Repeat every entry in the listing below, exactly.

------------------------------------------------

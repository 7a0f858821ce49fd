//! In-process Bitrix24 stand-in for integration tests.
//!
//! Serves `user.get` and `crm.item.list` on an ephemeral port, paginates items
//! and counts calls so tests can assert on cache behavior.

#![allow(dead_code)]

use axum::extract::State;
use axum::http::StatusCode;
use axum::response::IntoResponse;
use axum::routing::post;
use axum::{Json, Router};
use chrono::{DateTime, FixedOffset};
use serde_json::{json, Value};
use std::collections::HashMap;
use std::net::SocketAddr;
use std::sync::atomic::{AtomicBool, AtomicUsize, Ordering};
use std::sync::{Arc, Mutex};
use tokio::net::TcpListener;

use perfboard::config::BitrixConfig;

/// How `crm.item.list` should misbehave, if at all.
#[derive(Debug, Clone, Copy, PartialEq, Eq)]
pub enum Failure {
    None,
    ServerError,
    ApiError,
    Garbage,
}

pub struct MockCrm {
    pub users: Mutex<HashMap<u64, Value>>,
    pub items: Mutex<Vec<Value>>,
    pub page_size: usize,
    pub user_calls: AtomicUsize,
    pub item_calls: AtomicUsize,
    pub failure: Mutex<Failure>,
    pub saw_window_filter: AtomicBool,
}

impl MockCrm {
    pub fn new(page_size: usize) -> Arc<Self> {
        Arc::new(Self {
            users: Mutex::new(HashMap::new()),
            items: Mutex::new(Vec::new()),
            page_size,
            user_calls: AtomicUsize::new(0),
            item_calls: AtomicUsize::new(0),
            failure: Mutex::new(Failure::None),
            saw_window_filter: AtomicBool::new(false),
        })
    }

    pub fn add_user(&self, id: u64, name: &str, last_name: &str, email: &str) {
        self.users.lock().unwrap().insert(
            id,
            json!({
                "ID": id.to_string(),
                "NAME": name,
                "LAST_NAME": last_name,
                "EMAIL": email,
                "WORK_POSITION": "Property Consultant",
                "PERSONAL_PHOTO": format!("https://cdn.example.com/{id}.jpg"),
                "UF_LINKEDIN": format!("{}-{}", name.to_lowercase(), id),
            }),
        );
    }

    pub fn add_item(&self, item: Value) {
        self.items.lock().unwrap().push(item);
    }

    pub fn set_failure(&self, failure: Failure) {
        *self.failure.lock().unwrap() = failure;
    }

    pub fn user_calls(&self) -> usize {
        self.user_calls.load(Ordering::SeqCst)
    }

    pub fn item_calls(&self) -> usize {
        self.item_calls.load(Ordering::SeqCst)
    }
}

pub fn item(email: &str, status: &str, price: Value, pf: &str, created: &str) -> Value {
    json!({
        "ufCrm37AgentEmail": email,
        "ufCrm37Status": status,
        "ufCrm37Price": price,
        "ufCrm37PfEnable": pf,
        "ufCrm37BayutEnable": "N",
        "ufCrm37DubizzleEnable": "N",
        "ufCrm37WebsiteEnable": "N",
        "createdTime": created,
    })
}

fn parse_bound(filter: &Value, key: &str) -> Option<DateTime<FixedOffset>> {
    filter
        .get(key)
        .and_then(Value::as_str)
        .and_then(|s| DateTime::parse_from_rfc3339(s).ok())
}

async fn user_get(State(crm): State<Arc<MockCrm>>, Json(body): Json<Value>) -> Json<Value> {
    crm.user_calls.fetch_add(1, Ordering::SeqCst);
    let id = body["FILTER"]["ID"].as_u64().unwrap_or(0);
    let users: Vec<Value> = crm.users.lock().unwrap().get(&id).cloned().into_iter().collect();
    Json(json!({ "result": users, "total": users.len() }))
}

async fn item_list(
    State(crm): State<Arc<MockCrm>>,
    Json(body): Json<Value>,
) -> axum::response::Response {
    crm.item_calls.fetch_add(1, Ordering::SeqCst);

    let failure = *crm.failure.lock().unwrap();
    match failure {
        Failure::None => {}
        Failure::ServerError => {
            return (StatusCode::INTERNAL_SERVER_ERROR, "boom").into_response();
        }
        Failure::ApiError => {
            return (
                StatusCode::BAD_REQUEST,
                Json(json!({
                    "error": "INVALID_ARG_VALUE",
                    "error_description": "entityTypeId is invalid"
                })),
            )
                .into_response();
        }
        Failure::Garbage => return (StatusCode::OK, "<html>").into_response(),
    }

    let filter = &body["filter"];
    let email = filter["ufCrm37AgentEmail"].as_str().unwrap_or_default();
    let from = parse_bound(filter, ">=createdTime");
    let to = parse_bound(filter, "<createdTime");
    if from.is_some() && to.is_some() {
        crm.saw_window_filter.store(true, Ordering::SeqCst);
    }

    let matching: Vec<Value> = crm
        .items
        .lock()
        .unwrap()
        .iter()
        .filter(|it| it["ufCrm37AgentEmail"].as_str() == Some(email))
        .filter(|it| {
            let created = it["createdTime"]
                .as_str()
                .and_then(|s| DateTime::parse_from_rfc3339(s).ok());
            match (created, from, to) {
                (Some(c), Some(f), Some(t)) => c >= f && c < t,
                _ => true,
            }
        })
        .cloned()
        .collect();

    let start = body["start"].as_u64().unwrap_or(0) as usize;
    let page: Vec<Value> = matching
        .iter()
        .skip(start)
        .take(crm.page_size)
        .cloned()
        .collect();
    let end = start + page.len();

    let mut resp = json!({
        "result": { "items": page },
        "total": matching.len(),
    });
    if end < matching.len() {
        resp["next"] = json!(end);
    }
    Json(resp).into_response()
}

/// Spawn the mock CRM and return its webhook base URL.
pub async fn spawn_crm(crm: Arc<MockCrm>) -> String {
    let app = Router::new()
        .route("/rest/1/token/user.get.json", post(user_get))
        .route("/rest/1/token/crm.item.list.json", post(item_list))
        .with_state(crm);

    let listener = TcpListener::bind("127.0.0.1:0").await.unwrap();
    let addr: SocketAddr = listener.local_addr().unwrap();
    tokio::spawn(async move {
        axum::serve(listener, app).await.unwrap();
    });

    format!("http://{addr}/rest/1/token")
}

pub fn bitrix_config(webhook_url: &str) -> BitrixConfig {
    BitrixConfig {
        webhook_url: webhook_url.to_string(),
        listing_entity_type_id: 1036,
        timeout_secs: 5,
    }
}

------------------------------------------------

*Answer for the task*:
repository 7a0f858821ce49fd
//! In-process Bitrix24 stand-in for integration tests.
//!
//! Serves `user.get` and `crm.item.list` on an ephemeral port, paginates items
//! and counts calls so tests can assert on cache behavior.

#![allow(dead_code)]

use axum::extract::State;
use axum::http::StatusCode;
use axum::response::IntoResponse;
use axum::routing::post;
use axum::{Json, Router};
use chrono::{DateTime, FixedOffset};
use serde_json::{json, Value};
use std::collections::HashMap;
use std::net::SocketAddr;
use std::sync::atomic::{AtomicBool, AtomicUsize, Ordering};
use std::sync::{Arc, Mutex};
use tokio::net::TcpListener;

use perfboard::config::BitrixConfig;

/// How `crm.item.list` should misbehave, if at all.
#[derive(Debug, Clone, Copy, PartialEq, Eq)]
pub enum Failure {
    None,
    ServerError,
    ApiError,
    Garbage,
}

pub struct MockCrm {
    pub users: Mutex<HashMap<u64, Value>>,
    pub items: Mutex<Vec<Value>>,
    pub page_size: usize,
    pub user_calls: AtomicUsize,
    pub item_calls: AtomicUsize,
    pub failure: Mutex<Failure>,
    pub saw_window_filter: AtomicBool,
}

impl MockCrm {
    pub fn new(page_size: usize) -> Arc<Self> {
        Arc::new(Self {
            users: Mutex::new(HashMap::new()),
            items: Mutex::new(Vec::new()),
            page_size,
            user_calls: AtomicUsize::new(0),
            item_calls: AtomicUsize::new(0),
            failure: Mutex::new(Failure::None),
            saw_window_filter: AtomicBool::new(false),
        })
    }

    pub fn add_user(&self, id: u64, name: &str, last_name: &str, email: &str) {
        self.users.lock().unwrap().insert(
            id,
            json!({
                "ID": id.to_string(),
                "NAME": name,
                "LAST_NAME": last_name,
                "EMAIL": email,
                "WORK_POSITION": "Property Consultant",
                "PERSONAL_PHOTO": format!("https://cdn.example.com/{id}.jpg"),
                "UF_LINKEDIN": format!("{}-{}", name.to_lowercase(), id),
            }),
        );
    }

    pub fn add_item(&self, item: Value) {
        self.items.lock().unwrap().push(item);
    }

    pub fn set_failure(&self, failure: Failure) {
        *self.failure.lock().unwrap() = failure;
    }

    pub fn user_calls(&self) -> usize {
        self.user_calls.load(Ordering::SeqCst)
    }

    pub fn item_calls(&self) -> usize {
        self.item_calls.load(Ordering::SeqCst)
    }
}

pub fn item(email: &str, status: &str, price: Value, pf: &str, created: &str) -> Value {
    json!({
        "ufCrm37AgentEmail": email,
        "ufCrm37Status": status,
        "ufCrm37Price": price,
        "ufCrm37PfEnable": pf,
        "ufCrm37BayutEnable": "N",
        "ufCrm37DubizzleEnable": "N",
        "ufCrm37WebsiteEnable": "N",
        "createdTime": created,
    })
}

fn parse_bound(filter: &Value, key: &str) -> Option<DateTime<FixedOffset>> {
    filter
        .get(key)
        .and_then(Value::as_str)
        .and_then(|s| DateTime::parse_from_rfc3339(s).ok())
}

async fn user_get(State(crm): State<Arc<MockCrm>>, Json(body): Json<Value>) -> Json<Value> {
    crm.user_calls.fetch_add(1, Ordering::SeqCst);
    let id = body["FILTER"]["ID"].as_u64().unwrap_or(0);
    let users: Vec<Value> = crm.users.lock().unwrap().get(&id).cloned().into_iter().collect();
    Json(json!({ "result": users, "total": users.len() }))
}

async fn item_list(
    State(crm): State<Arc<MockCrm>>,
    Json(body): Json<Value>,
) -> axum::response::Response {
    crm.item_calls.fetch_add(1, Ordering::SeqCst);

    let failure = *crm.failure.lock().unwrap();
    match failure {
        Failure::None => {}
        Failure::ServerError => {
            return (StatusCode::INTERNAL_SERVER_ERROR, "boom").into_response();
        }
        Failure::ApiError => {
            return (
                StatusCode::BAD_REQUEST,
                Json(json!({
                    "error": "INVALID_ARG_VALUE",
                    "error_description": "entityTypeId is invalid"
                })),
            )
                .into_response();
        }
        Failure::Garbage => return (StatusCode::OK, "<html>").into_response(),
    }

    let filter = &body["filter"];
    let email = filter["ufCrm37AgentEmail"].as_str().unwrap_or_default();
    let from = parse_bound(filter, ">=createdTime");
    let to = parse_bound(filter, "<createdTime");
    if from.is_some() && to.is_some() {
        crm.saw_window_filter.store(true, Ordering::SeqCst);
    }

    let matching: Vec<Value> = crm
        .items
        .lock()
        .unwrap()
        .iter()
        .filter(|it| it["ufCrm37AgentEmail"].as_str() == Some(email))
        .filter(|it| {
            let created = it["createdTime"]
                .as_str()
                .and_then(|s| DateTime::parse_from_rfc3339(s).ok());
            match (created, from, to) {
                (Some(c), Some(f), Some(t)) => c >= f && c < t,
                _ => true,
            }
        })
        .cloned()
        .collect();

    let start = body["start"].as_u64().unwrap_or(0) as usize;
    let page: Vec<Value> = matching
        .iter()
        .skip(start)
        .take(crm.page_size)
        .cloned()
        .collect();
    let end = start + page.len();

    let mut resp = json!({
        "result": { "items": page },
        "total": matching.len(),
    });
    if end < matching.len() {
        resp["next"] = json!(end);
    }
    Json(resp).into_response()
}

/// Spawn the mock CRM and return its webhook base URL.
pub async fn spawn_crm(crm: Arc<MockCrm>) -> String {
    let app = Router::new()
        .route("/rest/1/token/user.get.json", post(user_get))
        .route("/rest/1/token/crm.item.list.json", post(item_list))
        .with_state(crm);

    let listener = TcpListener::bind("127.0.0.1:0").await.unwrap();
    let addr: SocketAddr = listener.local_addr().unwrap();
    tokio::spawn(async move {
        axum::serve(listener, app).await.unwrap();
    });

    format!("http://{addr}/rest/1/token")
}

pub fn bitrix_config(webhook_url: &str) -> BitrixConfig {
    BitrixConfig {
        webhook_url: webhook_url.to_string(),
        listing_entity_type_id: 1036,
        timeout_secs: 5,
    }
}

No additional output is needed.